[[ Task data open ]]

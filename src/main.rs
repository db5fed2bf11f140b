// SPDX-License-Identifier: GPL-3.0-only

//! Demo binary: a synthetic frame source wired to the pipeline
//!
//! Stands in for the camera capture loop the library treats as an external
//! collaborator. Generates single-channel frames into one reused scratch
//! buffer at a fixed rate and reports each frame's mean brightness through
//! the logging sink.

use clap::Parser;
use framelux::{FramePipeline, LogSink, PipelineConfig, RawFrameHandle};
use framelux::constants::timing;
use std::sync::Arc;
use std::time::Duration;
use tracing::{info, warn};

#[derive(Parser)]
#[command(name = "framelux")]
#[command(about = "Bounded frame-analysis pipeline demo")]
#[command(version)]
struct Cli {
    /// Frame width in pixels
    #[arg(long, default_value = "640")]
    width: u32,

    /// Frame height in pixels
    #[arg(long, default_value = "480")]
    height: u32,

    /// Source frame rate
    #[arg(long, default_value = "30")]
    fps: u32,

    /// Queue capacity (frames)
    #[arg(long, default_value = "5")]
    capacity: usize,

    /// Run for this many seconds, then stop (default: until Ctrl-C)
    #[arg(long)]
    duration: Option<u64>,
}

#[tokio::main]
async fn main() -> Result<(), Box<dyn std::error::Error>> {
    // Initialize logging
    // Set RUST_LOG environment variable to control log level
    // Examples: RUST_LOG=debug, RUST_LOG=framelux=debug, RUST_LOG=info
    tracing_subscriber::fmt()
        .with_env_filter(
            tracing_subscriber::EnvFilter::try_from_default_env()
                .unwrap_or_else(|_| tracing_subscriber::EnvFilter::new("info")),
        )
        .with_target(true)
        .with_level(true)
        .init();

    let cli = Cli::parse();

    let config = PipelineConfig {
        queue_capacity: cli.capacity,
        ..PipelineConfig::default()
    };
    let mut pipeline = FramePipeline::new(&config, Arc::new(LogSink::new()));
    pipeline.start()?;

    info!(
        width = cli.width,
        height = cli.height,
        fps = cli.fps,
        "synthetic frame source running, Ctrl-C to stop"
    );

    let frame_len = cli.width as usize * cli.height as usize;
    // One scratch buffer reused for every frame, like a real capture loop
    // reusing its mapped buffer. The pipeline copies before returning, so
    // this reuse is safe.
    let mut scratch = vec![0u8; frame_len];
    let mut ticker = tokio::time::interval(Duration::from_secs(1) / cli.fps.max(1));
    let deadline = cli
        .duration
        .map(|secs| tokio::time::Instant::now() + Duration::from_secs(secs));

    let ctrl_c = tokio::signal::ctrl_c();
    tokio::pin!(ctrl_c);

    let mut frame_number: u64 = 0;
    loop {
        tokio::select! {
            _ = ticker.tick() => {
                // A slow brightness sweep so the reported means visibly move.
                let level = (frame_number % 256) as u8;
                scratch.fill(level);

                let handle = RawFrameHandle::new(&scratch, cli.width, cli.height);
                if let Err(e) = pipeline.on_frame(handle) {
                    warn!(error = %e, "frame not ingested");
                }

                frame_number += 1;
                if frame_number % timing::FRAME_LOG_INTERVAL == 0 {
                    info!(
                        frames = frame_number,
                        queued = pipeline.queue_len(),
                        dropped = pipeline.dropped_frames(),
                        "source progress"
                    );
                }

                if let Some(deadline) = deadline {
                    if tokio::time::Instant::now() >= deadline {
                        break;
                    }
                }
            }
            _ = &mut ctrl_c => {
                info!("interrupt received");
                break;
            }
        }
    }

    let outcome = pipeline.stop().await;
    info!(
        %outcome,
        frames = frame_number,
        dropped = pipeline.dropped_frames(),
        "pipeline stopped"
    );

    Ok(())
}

[[ Task data closed ]]

All lines from the opening of the records through the line where "as an external" occurs are to be output verbatim. No other line belongs in the answer.

filename src/main.rs
repository db5fed2bf11f140b
// SPDX-License-Identifier: GPL-3.0-only

//! Demo binary: a synthetic frame source wired to the pipeline
//!
//! Stands in for the camera capture loop the library treats as an external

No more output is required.